È meglio, dunque, non nascere, e, una volta nati, è meglio troncare la vita con il suicidio.
È questo il momento più acuto del pessimismo foscoliano, rappresentato idealmente dal suicidio di Jacopo Ortis, un suicidio che è insieme una liberazione e una protesta: una liberazione dal dolore e una protesta contro la natura che ha destinato l’uomo all’infelicità.

La “rivolta” delle illusioni 

Tuttavia, il Foscolo non soccombe al pessimismo e alla disperazione ma reagisce vigorosamente, creandosi una nuova fede in valori universali che danno un fine ed un significato alla vita dell’uomo. Questi valori universali sono la bellezza, l’amore, la libertà, la patria, la virtù, l’eroismo, l’arte, la poesia e la gloria, tutti i sentimenti che i filosofi materialisti e scettici chiamano “illusioni”, cioè idee vane, inconsistenti, ma che sono verità validissime per il poeta, che le considera necessarie per sé e per gli altri, perché hanno l’ufficio di legare l’uomo alla vita e di dare uno scopo all’esistenza, sono i miti, le idee di forza che promuovono il progresso, la civiltà dei popoli e dell’umanità.
Tra le illusioni, quella più grande è per il Foscolo la gloria, l’ansia tutta romantica di vincere l’oscurità e la morte e di lasciare il segno del nostro passaggio sulla Terra nell’eredità di affetti che lasciamo agli altri, nella fama delle azioni magnanime ed eroiche. Egli che ha perduto la fede cristiana nell’immortalità dell’anima, vede nell’illusione della gloria il mezzo di sopravvivenza ideale dopo la morte.

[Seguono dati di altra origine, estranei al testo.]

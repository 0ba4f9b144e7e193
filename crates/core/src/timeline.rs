use chrono::{DateTime, Utc};

use crate::models::{RefundResult, RefundStatus, TimelineEntry, TimelineStatus};

pub const STAGE_BOOKED: &str = "Booked";
pub const STAGE_CANCELLED: &str = "Cancelled";
pub const STAGE_INITIATED: &str = "Refund Initiated";
pub const STAGE_PROCESSING: &str = "Processing";
pub const STAGE_CREDITED: &str = "Credited";

pub fn build_refund_timeline(
    booked_at: DateTime<Utc>,
    cancelled_at: DateTime<Utc>,
    operator_name: &str,
    result: &RefundResult,
) -> Vec<TimelineEntry> {
    vec![
        entry(
            STAGE_BOOKED,
            Some(booked_at),
            TimelineStatus::Completed,
            format!("Ticket booked for {operator_name}"),
        ),
        entry(
            STAGE_CANCELLED,
            Some(cancelled_at),
            TimelineStatus::Completed,
            format!("Cancellation confirmed. {}", result.applied_slab.label),
        ),
        entry(
            STAGE_INITIATED,
            Some(cancelled_at),
            TimelineStatus::Current,
            format!("Refund of ₹{:.2} initiated", result.refund_amount),
        ),
        entry(
            STAGE_PROCESSING,
            None,
            TimelineStatus::Pending,
            "Bank verification in progress".to_string(),
        ),
        entry(
            STAGE_CREDITED,
            None,
            TimelineStatus::Pending,
            "Amount will be credited to your original payment method".to_string(),
        ),
    ]
}

/// Moves the "current" marker to match `status`.
pub fn advance_timeline(timeline: &mut [TimelineEntry], status: RefundStatus, at: DateTime<Utc>) {
    match status {
        RefundStatus::Initiated => {}
        RefundStatus::Processing => {
            set_stage(timeline, STAGE_INITIATED, TimelineStatus::Completed, None);
            set_stage(timeline, STAGE_PROCESSING, TimelineStatus::Current, Some(at));
        }
        RefundStatus::Completed => {
            set_stage(timeline, STAGE_INITIATED, TimelineStatus::Completed, None);
            set_stage(timeline, STAGE_PROCESSING, TimelineStatus::Completed, None);
            set_stage(timeline, STAGE_CREDITED, TimelineStatus::Completed, Some(at));
        }
        RefundStatus::Failed => {
            let current = timeline
                .iter_mut()
                .find(|entry| entry.status == TimelineStatus::Current);
            if let Some(current) = current {
                current.status = TimelineStatus::Failed;
                current.timestamp = Some(at);
                current.description = format!("{} (failed)", current.description);
            }
        }
    }
}

fn set_stage(
    timeline: &mut [TimelineEntry],
    stage: &str,
    status: TimelineStatus,
    at: Option<DateTime<Utc>>,
) {
    if let Some(entry) = timeline.iter_mut().find(|entry| entry.stage == stage) {
        entry.status = status;
        if at.is_some() || entry.timestamp.is_none() {
            entry.timestamp = at.or(entry.timestamp);
        }
    }
}

fn entry(
    stage: &str,
    timestamp: Option<DateTime<Utc>>,
    status: TimelineStatus,
    description: String,
) -> TimelineEntry {
    TimelineEntry {
        stage: stage.to_string(),
        timestamp,
        status,
        description,
    }
}

#[cfg(test)]
mod tests {
    use chrono::Duration;

    use super::*;
    use crate::models::RefundRules;
    use crate::refund::calculate_refund;

    fn sample_timeline() -> Vec<TimelineEntry> {
        let now = Utc::now();
        let result =
            calculate_refund(1000.0, now + Duration::hours(30), now, &RefundRules::standard())
                .unwrap();
        build_refund_timeline(now - Duration::days(2), now, "NightRider", &result)
    }

    #[test]
    fn new_timeline_has_refund_initiated_as_current() {
        let timeline = sample_timeline();
        assert_eq!(timeline.len(), 5);
        assert_eq!(timeline[0].description, "Ticket booked for NightRider");
        assert_eq!(timeline[2].status, TimelineStatus::Current);
        assert_eq!(timeline[2].description, "Refund of ₹950.00 initiated");
        assert!(timeline[4].timestamp.is_none());
    }

    #[test]
    fn completion_marks_every_stage_done() {
        let mut timeline = sample_timeline();
        let now = Utc::now();
        advance_timeline(&mut timeline, RefundStatus::Processing, now);
        assert_eq!(timeline[3].status, TimelineStatus::Current);
        advance_timeline(&mut timeline, RefundStatus::Completed, now);
        assert!(timeline
            .iter()
            .all(|entry| entry.status == TimelineStatus::Completed));
        assert_eq!(timeline[4].timestamp, Some(now));
    }

    #[test]
    fn failure_flags_the_current_stage() {
        let mut timeline = sample_timeline();
        advance_timeline(&mut timeline, RefundStatus::Failed, Utc::now());
        assert_eq!(timeline[2].status, TimelineStatus::Failed);
    }
}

Così all’immortalità trascendente della religione tradizionale, egli sostituisce l’immortalità immanente nelle azioni, degli uomini, nella storia che le raccoglie e le tramanda, nella poesia che le celebra e le addita come esempio e stimolo a compiere altre imprese magnanime ed eroiche. Non è immortale, secondo il Foscolo, l’anima dell’uomo, ma sono immortali le azioni che egli nobilmente e generosamente compie. Il ricordo di lui vive perenne nel cuore di parenti ed amici e, se ha onorato la patria, la scienza e l’arte, vive nel cuore della nazione e dell’umanità.
Tenendo presente la sua fede nelle illusioni, ci spieghiamo molte vicende biografiche del Foscolo, che riscattano le sue umane debolezze e miserie, innanzitutto ci spieghiamo i suoi innumerevoli amori, che erano altrettanti modi di vivere intensamente, di realizzarsi nella sua impetuosa individualità. Ci spieghiamo poi il suo attivismo politico, militare, giornalistico, la sua attività di insegnante a Pavia, l’impegno di poeta civile, la scelta coraggiosa dell’esilio, per fierezza e coerenza di carattere.

I limiti delle illusioni

La fede nelle illusioni, tuttavia, non valse a dare al Foscolo una serenità stabile, perché, non essendo essa ancorata ad una realtà metafisica, come la fede cristiana, ma a dei sentimenti del tutto umani e terreni, era soggetta agli entusiasmi e agli scoramenti del momento.
Le illusioni insomma non furono mai per Foscolo una realtà assoluta, ma spesso erano accompagnate, come la luce e l’ombra, dalla consapevolezza dei limiti della natura umana e dalla minaccia sempre incombente della morte e del nulla eterno.
Questo sentimento della vita con le sue armonie e bellezze congiunto con l’idea di dolore e della morte conferisce alla poesia foscoliana un tono di malinconia. Si tratta, però, di malinconia non querula, che porta all’apatia e all’ignavia, ma virile ed agonistica, una sorta di pessimismo della ragione e di ottimismo della volontà operosa e costruttiva.